Black Hills Estate is one of British Columbia’s most famous wineries having set the bar in terms of quality and consistency in the Okanagan Valley for the past two decades. Their new winemaker is currently harvesting his second vintage with them and already proving that the winery is in extremely capable hands.
Ross Wise grew up on a 700-acre sheep farm in the south of New Zealand. He realized early that sheep farming wasn’t what he wanted to do for the rest of his life and started off training to become a Chef.
In the last year of his Chef program, his class went on a tour to Central Otago which included visiting several wineries. One of those wineries was the great Pinot Noir producer Felton Road, and it was at that winery he realized he was training for the wrong vocation. “I instantly fell in love with the idea of working with vines. Having grown up on a farm I was used to the outdoors, but sheep are a different story. Vines do what they’re told to a certain extent…and don’t run away!”
After completing his Chef training, Ross saved up money working in Australia (as young New Zealanders tend to do), then returned to his homeland to study Viticulture in Hawke’s Bay.
His first job upon graduating was at Felton Road, the very place that inspired him to pursue wine in the first place. That serendipitous opportunity remains one of the biggest influences on his career, “The way they manage their vines—the attention to detail and precision they use in the vineyards, the organic and biodynamic approaches—all of it really resonated with me.”
Ross’ humility and soft-spoken manner seems to almost contradict his level of intellectual curiosity. Even for a winemaker, his passion for everything related to wine is discernible.

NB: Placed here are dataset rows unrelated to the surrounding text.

//! E2Eテスト用のデーモン起動ヘルパー

use std::time::Duration;

use tempfile::{tempdir, TempDir};
use tokio::task::JoinHandle;

use timetracker::cli::IpcClient;
use timetracker::daemon;
use timetracker::paths::AppPaths;
use timetracker::types::ResponseData;

/// 一時ディレクトリで動作するデーモン
pub struct RunningDaemon {
    pub dir: TempDir,
    pub paths: AppPaths,
    task: JoinHandle<()>,
}

impl RunningDaemon {
    /// デーモンを起動し、ソケットが作成されるまで待つ
    pub async fn start() -> Self {
        let dir = tempdir().unwrap();
        Self::start_in(dir).await
    }

    /// 既存のデータディレクトリでデーモンを起動
    pub async fn start_in(dir: TempDir) -> Self {
        let paths = AppPaths::new(dir.path());
        let daemon_paths = paths.clone();
        let task = tokio::spawn(async move {
            daemon::run(&daemon_paths).await.unwrap();
        });

        let socket_path = paths.socket_path();
        for _ in 0..100 {
            if socket_path.exists() {
                break;
            }
            tokio::time::sleep(Duration::from_millis(20)).await;
        }
        assert!(socket_path.exists(), "デーモンのソケットが作成されませんでした");

        Self { dir, paths, task }
    }

    pub fn client(&self) -> IpcClient {
        IpcClient::new(self.paths.socket_path())
    }

    /// 条件を満たすステータスになるまでポーリングする
    pub async fn wait_for_status<F>(&self, condition: F) -> ResponseData
    where
        F: Fn(&ResponseData) -> bool,
    {
        let client = self.client();
        for _ in 0..50 {
            let data = client.status().await.unwrap().data.unwrap();
            if condition(&data) {
                return data;
            }
            tokio::time::sleep(Duration::from_millis(50)).await;
        }
        panic!("期待したステータスになりませんでした");
    }

    /// デーモンを止めてデータディレクトリを返す
    pub async fn shutdown(self) -> TempDir {
        self.task.abort();
        let _ = self.task.await;
        self.dir
    }
}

Earlier this year his earned his Master of Wine (MW) designation, one of the most difficult and prestigious titles in the wine world to achieve. To put this accomplishment in context, he is only the 7th person in Canada, and 396th person in the world, to be able to put the MW letters beside his name.
But Ross didn’t undertake intense study for 4 years for the sake of the title, it is genuinely a part of his journey in honing his craft. “Through the MW program, travelling to all these regions, and talking to all these winemakers, you pick up a little from everybody. Felton Road and Zind Humbrecht may be my two biggest influences, but everyone you talk to, whether it’s in Barolo or Margaret River or Marlborough…you learn something from everyone. To me that’s the key.”
For close to two hours we peppered Ross with questions and our interview quickly turned into one of the most educational vineyard/winery tours we’ve done to date. Ross’ knowledge of vineyard practices and winemaking is truly extraordinary and his dry Kiwi humour makes listening to him particularly enjoyable. A walk between the original plantings of the Black Hills estate vineyards offers our first glimpse into his subtle wit, “These grapes have just finished veraison and are a long way from being ready. They’re still a good 6 weeks away from harvest and still have plenty of acidity in them. I tasted one yesterday and immediately regretted it.”
But mostly his explanations are both clear and fascinating, satisfying our inner wine geeks to no end.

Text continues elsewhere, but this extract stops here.